Although Mainframe Hierarchical Databases are very much alive today, the Relational Databases (RDBMS) (SQL) have dominated the Database market, and they have done a lot of good. The reason the money we deposit doesn’t go to someone else’s account, our airline reservation ensures that we have a seat on the plane, or we are not blamed for something we didn’t do, etc… RDBMS’ data integrity is due to its adherence to ACID (atomicity, consistency, isolation, and durability) principles. RDBMS technology dates back to the 70’s.

So what changed? Web technology started the revolution. Today, many people shop on Amazon. RDBMS was not designed to handle the number of transactions that take place on Amazon every second. The primary constraining factor was RDBMS’ schema.

NoSql Databases offered an alternative by eliminating schemas at the expense of relaxing ACID principles. Some NoSql vendors have made great strides towards resolving the issue; the solution is called eventual consistency. As for NewSql, why not create a new RDBMS minus RDBMS’ shortcomings utilizing modern programming languages and technology. That is how some of the NewSql vendors came to life.  Other NewSql companies created augmented solutions for MySql.

Hadoop is a different animal altogether. It’s a file system and not a database. Hadoop’s roots are in  internet search engines. Although Hadoop and associates (HBase, Mapreduce, Hive, Pig, Zookeeper) have turned it into a mighty database, Hadoop is an inexpensive, scalable,  distributed filesystem with fault tolerance. Hadoop’s specialty at this point in time is in batch processing, hence suitable for Data Analytics.

Now let’s start with our example: My imaginary video game company recently put our most popular game online after ten years of being in business, shipping our games to retailers around the globe. Our customer information is currently stored in a Sql Server Database  and we have been happy with it. However, since the players started playing the game online, the database is not able to keep up and the users are experiencing delays. As our user base grows rapidly, we spend money buying more and more Hardware/Software but to no avail. Losing customers is our primary concern. Where do we go from here?

We decide to run our online game application in NoSql and NewSql simultaneously by segmenting our online user base. Our objective is to find the optimal solution. The IT department selects NoSql Couchbase (document oriented like MongoDB) and NewSql VoltDB.

Couchbase is open source, has an integrated caching mechanism, and it can automatically spread data across multiple nodes. VoltDB is an ACID compliant RDBMS, fault tolerant, scales horizontally, and possesses a shared-nothing & in-memory architecture. At the end, both systems are able to deliver. I won’t go into the intricacies of each solution because this is an example and comparing these technologies in the real-world will require testing, benchmarking, and in-depth analyses.

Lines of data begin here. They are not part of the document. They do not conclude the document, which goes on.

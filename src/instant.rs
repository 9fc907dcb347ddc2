use core::fmt;

use chrono::{DateTime, NaiveDateTime, Utc};

use crate::{civil::CivilTime, error::Error, tz::ZoneId, zoned::ZonedMoment};

/// An absolute point in time, independent of any time zone.
///
/// An `Instant` is a count of milliseconds since the Unix epoch,
/// `1970-01-01T00:00:00Z`. Instants before the epoch are negative. Instants
/// are totally ordered and immutable.
///
/// An `Instant` has no civil (calendar) meaning on its own. To get one, it
/// must be projected through a time zone, either with
/// [`Instant::to_zoned`] or [`project`](crate::project):
///
/// ```
/// use zonecast::{tz::ZoneId, Instant};
///
/// let zone = ZoneId::new("Asia/Kolkata")?;
/// let moment = Instant::UNIX_EPOCH.to_zoned(zone)?;
/// assert_eq!(moment.civil().to_string(), "1970-01-01T05:30:00");
/// # Ok::<(), zonecast::Error>(())
/// ```
///
/// # Display format
///
/// Instants display as the corresponding UTC civil time followed by a `Z`
/// designator, e.g. `2024-07-01T16:00:00Z`. Sub-second precision is shown
/// only when non-zero.
#[derive(Clone, Copy, Default, Eq, Hash, Ord, PartialEq, PartialOrd)]
pub struct Instant {
    millis: i64,
}

impl Instant {
    /// The instant corresponding to `1970-01-01T00:00:00Z`.
    pub const UNIX_EPOCH: Instant = Instant { millis: 0 };

    /// Creates an instant from a count of milliseconds since the Unix
    /// epoch.
    ///
    /// This constructor accepts any `i64`, but instants whose UTC civil
    /// year falls outside `-9999..=9999` will fail with
    /// [`Error::InstantOutOfRange`] when projected into a zone.
    #[inline]
    pub const fn from_millis(millis: i64) -> Instant {
        Instant { millis }
    }

    /// Returns this instant as a count of milliseconds since the Unix
    /// epoch.
    #[inline]
    pub const fn as_millis(self) -> i64 {
        self.millis
    }

    /// Creates an instant by reading a civil time as UTC.
    ///
    /// This is the degenerate zone-free interpretation: no offset rules are
    /// consulted, and the mapping is one-to-one.
    ///
    /// ```
    /// use zonecast::{civil::CivilTime, Instant};
    ///
    /// let civil = CivilTime::new(2024, 7, 1, 16, 0, 0)?;
    /// assert_eq!(Instant::from_utc(civil).to_string(), "2024-07-01T16:00:00Z");
    /// # Ok::<(), zonecast::Error>(())
    /// ```
    #[inline]
    pub fn from_utc(civil: CivilTime) -> Instant {
        Instant { millis: civil.to_naive().and_utc().timestamp_millis() }
    }

    /// Projects this instant into the given zone.
    ///
    /// This is a convenience for [`project`](crate::project). Projection is
    /// deterministic and never ambiguous; it fails only when the instant is
    /// outside the supported civil range.
    #[inline]
    pub fn to_zoned(self, zone: ZoneId) -> Result<ZonedMoment, Error> {
        crate::zoned::project(self, zone)
    }

    /// Returns this instant as a UTC `NaiveDateTime`, or an error if it is
    /// outside chrono's representable range.
    pub(crate) fn to_utc_datetime(self) -> Result<NaiveDateTime, Error> {
        DateTime::<Utc>::from_timestamp_millis(self.millis)
            .map(|dt| dt.naive_utc())
            .ok_or_else(|| Error::instant_out_of_range(self.millis))
    }
}

impl fmt::Display for Instant {
    fn fmt(&self, f: &mut fmt::Formatter) -> fmt::Result {
        match self.to_utc_datetime() {
            Ok(dt) if self.millis % 1_000 == 0 => {
                write!(f, "{}Z", dt.format("%Y-%m-%dT%H:%M:%S"))
            }
            Ok(dt) => write!(f, "{}Z", dt.format("%Y-%m-%dT%H:%M:%S%.3f")),
            // The instant has no civil rendering. Fall back to something
            // unambiguous rather than panicking inside Display.
            Err(_) => write!(f, "<instant {}ms>", self.millis),
        }
    }
}

impl fmt::Debug for Instant {
    fn fmt(&self, f: &mut fmt::Formatter) -> fmt::Result {
        write!(f, "Instant({self})")
    }
}

#[cfg(test)]
mod tests {
    use super::*;

    #[test]
    fn epoch_display() {
        assert_eq!(Instant::UNIX_EPOCH.to_string(), "1970-01-01T00:00:00Z");
    }

    #[test]
    fn sub_second_display() {
        let t = Instant::from_millis(1_500);
        assert_eq!(t.to_string(), "1970-01-01T00:00:01.500Z");
    }

    #[test]
    fn negative_millis_are_before_the_epoch() {
        let t = Instant::from_millis(-1_000);
        assert!(t < Instant::UNIX_EPOCH);
        assert_eq!(t.to_string(), "1969-12-31T23:59:59Z");
    }

    #[test]
    fn from_utc_round_trips_through_millis() {
        let civil = CivilTime::new(2024, 7, 1, 16, 0, 0).unwrap();
        let t = Instant::from_utc(civil);
        assert_eq!(t.as_millis(), 1_719_849_600_000);
        assert_eq!(t.to_string(), "2024-07-01T16:00:00Z");
    }

    #[test]
    fn total_order() {
        let a = Instant::from_millis(1);
        let b = Instant::from_millis(2);
        assert!(a < b);
        assert_eq!(a.max(b), b);
    }
}
/*!
Zone identifiers, offsets and the zone catalog.

This module is the boundary with the zone-rule database. A [`ZoneId`] is a
validated handle for one IANA zone; an [`Offset`] is that zone's distance
from UTC at one particular instant, answered by [`OffsetResolver`]; and
[`ZoneCatalog`] is the queryable list of identifiers a UI can offer.

The rule database itself is the IANA tzdb as compiled into
[`chrono-tz`](https://docs.rs/chrono-tz). It is immutable reference data
baked into the binary: nothing in this module performs I/O, takes locks or
caches, so everything here is safe to call concurrently.
*/

use core::{fmt, str::FromStr};

use chrono::Offset as _;
use chrono::TimeZone as _;
use chrono_tz::{Tz, TZ_VARIANTS};

use crate::{error::Error, instant::Instant};

pub use self::{
    db::{BundledSource, ZoneCatalog, ZoneSource},
    offset::Offset,
};

mod db;
mod offset;

/// A validated IANA time zone identifier, e.g. `America/Toronto`.
///
/// A `ZoneId` can only be constructed for an identifier the rule database
/// knows about, so holding one guarantees that offset resolution cannot fail
/// with an unknown-zone error. Lookup is case-insensitive;
/// [`ZoneId::as_str`] always returns the canonical spelling:
///
/// ```
/// use zonecast::tz::ZoneId;
///
/// let zone = ZoneId::new("america/toronto")?;
/// assert_eq!(zone.as_str(), "America/Toronto");
///
/// assert!(ZoneId::new("America/Torontoo").is_err());
/// # Ok::<(), zonecast::Error>(())
/// ```
///
/// `ZoneId` is a `Copy` handle. It does not embed any rule data; rules are
/// looked up on demand during offset resolution.
#[derive(Clone, Copy, Eq, Hash, PartialEq)]
pub struct ZoneId(Tz);

impl ZoneId {
    /// The UTC zone. Always present, never observes DST.
    pub const UTC: ZoneId = ZoneId(Tz::UTC);

    /// Looks up a zone identifier in the rule database.
    ///
    /// Matching is case-insensitive. The exact-case lookup is a hash
    /// lookup; other casings fall back to a scan of the database.
    ///
    /// # Errors
    ///
    /// Returns [`Error::UnknownZone`] when no zone with this identifier
    /// exists.
    pub fn new(name: &str) -> Result<ZoneId, Error> {
        if let Ok(tz) = name.parse::<Tz>() {
            return Ok(ZoneId(tz));
        }
        for tz in &TZ_VARIANTS {
            if tz.name().eq_ignore_ascii_case(name) {
                return Ok(ZoneId(*tz));
            }
        }
        Err(Error::unknown_zone(name))
    }

    /// Returns the canonical identifier for this zone.
    #[inline]
    pub fn as_str(self) -> &'static str {
        self.0.name()
    }

    /// Returns this zone's offset from UTC at the given instant.
    ///
    /// This is a convenience for
    /// [`OffsetResolver::offset_of`](OffsetResolver::offset_of).
    #[inline]
    pub fn to_offset(self, at: Instant) -> Result<Offset, Error> {
        OffsetResolver::new().offset_of(self, at)
    }

    pub(crate) fn tz(self) -> Tz {
        self.0
    }
}

impl FromStr for ZoneId {
    type Err = Error;

    fn from_str(s: &str) -> Result<ZoneId, Error> {
        ZoneId::new(s)
    }
}

impl fmt::Display for ZoneId {
    fn fmt(&self, f: &mut fmt::Formatter) -> fmt::Result {
        f.write_str(self.as_str())
    }
}

impl fmt::Debug for ZoneId {
    fn fmt(&self, f: &mut fmt::Formatter) -> fmt::Result {
        write!(f, "ZoneId({})", self.as_str())
    }
}

/// Resolves a zone's UTC offset at a given instant.
///
/// The resolver consults the zone's full transition history and its
/// currently scheduled future rules, so the answer for a DST-observing zone
/// depends on the instant:
///
/// ```
/// use zonecast::{civil::CivilTime, tz::{OffsetResolver, ZoneId}, Instant};
///
/// let resolver = OffsetResolver::new();
/// let toronto = ZoneId::new("America/Toronto")?;
///
/// let winter = Instant::from_utc(CivilTime::new(2024, 1, 15, 12, 0, 0)?);
/// let summer = Instant::from_utc(CivilTime::new(2024, 7, 15, 12, 0, 0)?);
/// assert_eq!(resolver.offset_of(toronto, winter)?.minutes(), -300);
/// assert_eq!(resolver.offset_of(toronto, summer)?.minutes(), -240);
/// # Ok::<(), zonecast::Error>(())
/// ```
///
/// Resolution is referentially transparent: the same `(zone, instant)` pair
/// always yields the same offset, and no state is read other than the
/// immutable rule database. The resolver itself is a zero-sized handle; it
/// exists so that callers (and tests) can name the component they depend
/// on.
#[derive(Clone, Copy, Debug, Default)]
pub struct OffsetResolver(());

impl OffsetResolver {
    /// Creates a new resolver over the compiled-in rule database.
    #[inline]
    pub const fn new() -> OffsetResolver {
        OffsetResolver(())
    }

    /// Returns the UTC offset of `zone` at the instant `at`.
    ///
    /// For a zone with no DST and no historical changes the answer is
    /// constant across all instants. Sub-minute historical offsets are
    /// rounded to the nearest minute.
    ///
    /// # Errors
    ///
    /// Returns [`Error::InstantOutOfRange`] when `at` cannot be represented
    /// in the supported civil range. Unknown zones are ruled out by
    /// [`ZoneId`] construction.
    pub fn offset_of(&self, zone: ZoneId, at: Instant) -> Result<Offset, Error> {
        let utc = at.to_utc_datetime()?;
        let seconds =
            zone.tz().offset_from_utc_datetime(&utc).fix().local_minus_utc();
        let offset = Offset::from_seconds_rounded(seconds);
        trace!("resolved offset of {zone} at {at} to {offset}");
        Ok(offset)
    }
}

#[cfg(test)]
mod tests {
    use super::*;
    use crate::civil::CivilTime;

    fn instant(
        year: i16,
        month: u8,
        day: u8,
        hour: u8,
        minute: u8,
        second: u8,
    ) -> Instant {
        Instant::from_utc(
            CivilTime::new(year, month, day, hour, minute, second).unwrap(),
        )
    }

    #[test]
    fn dst_zone_differs_by_an_hour_between_seasons() {
        let toronto = ZoneId::new("America/Toronto").unwrap();
        let resolver = OffsetResolver::new();
        let winter =
            resolver.offset_of(toronto, instant(2024, 1, 15, 12, 0, 0)).unwrap();
        let summer =
            resolver.offset_of(toronto, instant(2024, 7, 15, 12, 0, 0)).unwrap();
        assert_eq!(winter.minutes(), -300);
        assert_eq!(summer.minutes(), -240);
        assert_eq!(summer.minutes() - winter.minutes(), 60);
    }

    #[test]
    fn utc_is_invariant() {
        let resolver = OffsetResolver::new();
        for t in [
            Instant::from_millis(i64::from(i32::MIN) * 1_000),
            Instant::UNIX_EPOCH,
            instant(2024, 3, 10, 7, 0, 0),
            instant(9999, 12, 31, 0, 0, 0),
        ] {
            assert_eq!(resolver.offset_of(ZoneId::UTC, t).unwrap(), Offset::UTC);
        }
    }

    #[test]
    fn half_hour_zone_without_dst_is_invariant() {
        let kolkata = ZoneId::new("Asia/Kolkata").unwrap();
        let resolver = OffsetResolver::new();
        for t in [
            instant(1990, 1, 1, 0, 0, 0),
            instant(2024, 1, 15, 12, 0, 0),
            instant(2024, 7, 15, 12, 0, 0),
        ] {
            assert_eq!(resolver.offset_of(kolkata, t).unwrap().minutes(), 330);
        }
    }

    #[test]
    fn unknown_zone_is_rejected_at_construction() {
        let err = ZoneId::new("Mars/Olympus_Mons").unwrap_err();
        assert_eq!(
            err,
            Error::UnknownZone { name: "Mars/Olympus_Mons".to_string() }
        );
    }

    #[test]
    fn lookup_is_case_insensitive_and_canonicalizing() {
        let zone = ZoneId::new("AMERICA/toronto").unwrap();
        assert_eq!(zone.as_str(), "America/Toronto");
        assert_eq!(zone, ZoneId::new("America/Toronto").unwrap());
        assert_eq!("utc".parse::<ZoneId>().unwrap(), ZoneId::UTC);
    }

    #[test]
    fn offsets_of_all_zones_are_sane() {
        // Real-world offsets since the epoch all fall in [-12:00, +14:00].
        let resolver = OffsetResolver::new();
        let catalog = ZoneCatalog::bundled();
        let samples = [
            Instant::UNIX_EPOCH,
            instant(2000, 6, 1, 0, 0, 0),
            instant(2024, 1, 15, 12, 0, 0),
            instant(2024, 7, 15, 12, 0, 0),
        ];
        for name in catalog.list() {
            let zone = ZoneId::new(name).unwrap();
            for &t in &samples {
                let offset = resolver.offset_of(zone, t).unwrap();
                assert!(
                    (-720..=840).contains(&offset.minutes()),
                    "{name} at {t}: {offset}",
                );
            }
        }
    }
}
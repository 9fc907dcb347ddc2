/// An error that can occur in this crate.
///
/// Every fallible operation in this crate reports one of the variants below.
/// Two of them deserve special mention:
///
/// * [`Error::UnknownZone`] is reported eagerly, when a [`ZoneId`] is
/// constructed, rather than lazily at conversion time. Once a `ZoneId`
/// exists, it is guaranteed to name a zone the rule database knows about.
/// * [`Error::ZoneDatabaseUnavailable`] is never returned by
/// [`ZoneCatalog::load`] itself. Instead, a failing [`ZoneSource`] causes the
/// catalog to degrade to a fixed fallback list. The variant exists so that
/// `ZoneSource` implementations have a way to report the failure.
///
/// Note that a civil time falling into a DST spring-forward gap is *not* an
/// error. It is reported as a soft condition on a successful result; see
/// [`Resolved::is_adjusted`](crate::Resolved::is_adjusted).
///
/// [`ZoneId`]: crate::tz::ZoneId
/// [`ZoneCatalog::load`]: crate::tz::ZoneCatalog::load
/// [`ZoneSource`]: crate::tz::ZoneSource
#[derive(Clone, Debug, Eq, PartialEq, thiserror::Error)]
#[non_exhaustive]
pub enum Error {
    /// The given identifier does not name a zone in the rule database.
    #[error("unknown time zone identifier `{name}`")]
    UnknownZone {
        /// The identifier as given by the caller.
        name: String,
    },
    /// The given components do not form a valid Gregorian calendar
    /// date/time.
    #[error("invalid civil time: {reason}")]
    InvalidCivilTime {
        /// A human readable description of what was wrong.
        reason: String,
    },
    /// The zone-rule database could not be loaded.
    #[error("time zone database unavailable")]
    ZoneDatabaseUnavailable,
    /// The instant is outside the range supported by this crate's calendar
    /// arithmetic (civil years `-9999..=9999`).
    #[error("instant with {millis} milliseconds since the Unix epoch is outside the supported range")]
    InstantOutOfRange {
        /// The out-of-range instant, in milliseconds since the Unix epoch.
        millis: i64,
    },
}

impl Error {
    pub(crate) fn unknown_zone(name: &str) -> Error {
        Error::UnknownZone { name: name.to_string() }
    }

    pub(crate) fn invalid_civil_time(reason: impl Into<String>) -> Error {
        Error::InvalidCivilTime { reason: reason.into() }
    }

    pub(crate) fn instant_out_of_range(millis: i64) -> Error {
        Error::InstantOutOfRange { millis }
    }
}
// Some feature combinations result in some of these macros never being used.
// Which is fine. Just squash the warnings.
#![allow(unused_macros)]

macro_rules! log {
    ($($tt:tt)*) => {
        #[cfg(feature = "logging")]
        {
            $($tt)*
        }
    }
}

macro_rules! warn {
    ($($tt:tt)*) => { log!(log::warn!($($tt)*)) }
}

macro_rules! debug {
    ($($tt:tt)*) => { log!(log::debug!($($tt)*)) }
}

macro_rules! trace {
    ($($tt:tt)*) => { log!(log::trace!($($tt)*)) }
}
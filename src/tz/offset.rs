use core::fmt;

/// A time zone's offset from UTC at some instant, in signed whole minutes.
///
/// Negative offsets correspond to zones west of the prime meridian, positive
/// offsets to zones east of it. In all cases, `civil-time - offset = UTC`.
///
/// An offset is always derived from a `(ZoneId, Instant)` pair via
/// [`OffsetResolver::offset_of`](crate::tz::OffsetResolver::offset_of) (or
/// carried inside a [`ZonedMoment`](crate::ZonedMoment)); it is never stored
/// independently, because it can change from one instant to the next within
/// the same zone.
///
/// Real-world offsets are not all whole hours: half-hour and 45-minute
/// offsets exist (UTC+05:30, UTC+05:45, UTC+12:45). All modern offsets are
/// whole minutes; the handful of sub-minute offsets in the historical record
/// (pre-standardization local mean time) are rounded to the nearest minute
/// when resolved through this crate.
///
/// # Display format
///
/// Offsets display as `UTC±HH:MM` with the sign always present (`+` for
/// zero) and both fields zero-padded to two digits:
///
/// ```
/// use zonecast::tz::Offset;
///
/// assert_eq!(Offset::from_minutes(0).to_string(), "UTC+00:00");
/// assert_eq!(Offset::from_minutes(-300).to_string(), "UTC-05:00");
/// assert_eq!(Offset::from_minutes(330).to_string(), "UTC+05:30");
/// ```
#[derive(Clone, Copy, Default, Eq, Hash, Ord, PartialEq, PartialOrd)]
pub struct Offset {
    minutes: i16,
}

impl Offset {
    /// The offset corresponding to UTC. That is, no offset at all.
    pub const UTC: Offset = Offset { minutes: 0 };

    /// Creates an offset from a count of signed minutes from UTC.
    #[inline]
    pub const fn from_minutes(minutes: i16) -> Offset {
        Offset { minutes }
    }

    /// Returns this offset as signed minutes from UTC.
    #[inline]
    pub const fn minutes(self) -> i16 {
        self.minutes
    }

    /// Returns this offset as signed seconds from UTC.
    #[inline]
    pub const fn seconds(self) -> i32 {
        self.minutes as i32 * 60
    }

    /// Creates an offset from signed seconds, rounding to the nearest
    /// minute (half-minutes round away from zero).
    ///
    /// The tzdb's local-mean-time entries are the only source of sub-minute
    /// values, e.g. America/Toronto's LMT of -05:17:32.
    pub(crate) fn from_seconds_rounded(seconds: i32) -> Offset {
        let half = if seconds < 0 { -30 } else { 30 };
        Offset { minutes: ((seconds + half) / 60) as i16 }
    }
}

impl fmt::Display for Offset {
    fn fmt(&self, f: &mut fmt::Formatter) -> fmt::Result {
        let sign = if self.minutes < 0 { '-' } else { '+' };
        let magnitude = self.minutes.unsigned_abs();
        write!(f, "UTC{sign}{:02}:{:02}", magnitude / 60, magnitude % 60)
    }
}

impl fmt::Debug for Offset {
    fn fmt(&self, f: &mut fmt::Formatter) -> fmt::Result {
        write!(f, "Offset({self})")
    }
}
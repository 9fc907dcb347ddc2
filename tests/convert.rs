/*!
End-to-end conversion scenarios, driven the way a presentation layer would
drive the engine: filter the catalog, resolve zone identifiers, interpret
the user's civil time in the source zone and project the instant into the
target zone.
*/

use zonecast::{
    civil::CivilTime,
    format_offset, project, to_instant,
    tz::{ZoneCatalog, ZoneId, ZoneSource},
    Error, Instant,
};

#[test]
fn toronto_noon_is_half_past_nine_in_kolkata() {
    let _ = env_logger::try_init();

    let toronto = ZoneId::new("America/Toronto").unwrap();
    let kolkata = ZoneId::new("Asia/Kolkata").unwrap();

    let entered = CivilTime::new(2024, 7, 1, 12, 0, 0).unwrap();
    let resolved = to_instant(entered, toronto).unwrap();
    assert!(!resolved.is_adjusted());
    assert_eq!(resolved.instant().to_string(), "2024-07-01T16:00:00Z");

    let there = project(resolved.instant(), kolkata).unwrap();
    assert_eq!(there.civil(), CivilTime::new(2024, 7, 1, 21, 30, 0).unwrap());
    assert_eq!(there.offset().minutes(), 330);
    assert_eq!(
        format_offset(kolkata, resolved.instant()).unwrap(),
        "UTC+05:30",
    );
    assert_eq!(
        format_offset(toronto, resolved.instant()).unwrap(),
        "UTC-04:00",
    );
}

#[test]
fn search_box_flow() {
    // Every keystroke filters; the selected entry resolves to a ZoneId.
    let catalog = ZoneCatalog::bundled();
    let hits = catalog.filter("toronto");
    assert_eq!(hits, vec!["America/Toronto"]);
    assert!(!hits.contains(&"Europe/London"));

    let zone = ZoneId::new(hits[0]).unwrap();
    let moment = Instant::UNIX_EPOCH.to_zoned(zone).unwrap();
    assert_eq!(
        moment.civil(),
        CivilTime::new(1969, 12, 31, 19, 0, 0).unwrap(),
    );
    assert_eq!(moment.offset().minutes(), -300);
}

#[test]
fn conversion_survives_a_degraded_catalog() {
    struct Broken;

    impl ZoneSource for Broken {
        fn zone_ids(&self) -> Result<Vec<&'static str>, Error> {
            Err(Error::ZoneDatabaseUnavailable)
        }
    }

    let catalog = ZoneCatalog::load(&Broken);
    assert!(catalog.is_fallback());

    // The fallback catalog is small but every entry still resolves and
    // converts against the full rule database.
    for name in catalog.list() {
        let zone = ZoneId::new(name).unwrap();
        let resolved = CivilTime::new(2024, 7, 1, 12, 0, 0)
            .unwrap()
            .to_instant(zone)
            .unwrap();
        let moment = project(resolved.instant(), zone).unwrap();
        assert_eq!(moment.civil(), CivilTime::new(2024, 7, 1, 12, 0, 0).unwrap());
    }
}

#[test]
fn round_trips_across_zone_pairs() {
    let zones = ["UTC", "America/Toronto", "Europe/Paris", "Asia/Kolkata"]
        .map(|name| ZoneId::new(name).unwrap());
    // A mid-season instant, nowhere near any transition.
    let t = to_instant(
        CivilTime::new(2024, 7, 1, 12, 0, 0).unwrap(),
        ZoneId::UTC,
    )
    .unwrap()
    .instant();

    for source in zones {
        for target in zones {
            let seen_there = project(t, source).unwrap();
            let back = to_instant(seen_there.civil(), source).unwrap();
            assert_eq!(back.instant(), t, "{source} -> {target}");
            let finally = project(back.instant(), target).unwrap();
            assert_eq!(finally.instant(), t);
        }
    }
}

#[test]
fn invalid_inputs_fail_before_any_zone_work() {
    assert!(matches!(
        CivilTime::new(2024, 4, 31, 12, 0, 0),
        Err(Error::InvalidCivilTime { .. }),
    ));
    assert!(matches!(
        ZoneId::new("Atlantis/Sunken_City"),
        Err(Error::UnknownZone { .. }),
    ));
}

Now that the online operations are running smoothly, we want to analyze our data to find out where we should expand our territory. Which are the most suitable countries for marketing our products?  In doing so, we need to merge the Sql Server customer Data Warehouse with the data from the online gaming database and run analytical reports. That’s where Hadoop comes in. We configure a Hadoop system and merge the data from the two data sources. Next, we use Hadoop’s  Mapreduce in conjunction with the open source R  programming language to generate the analytics reports.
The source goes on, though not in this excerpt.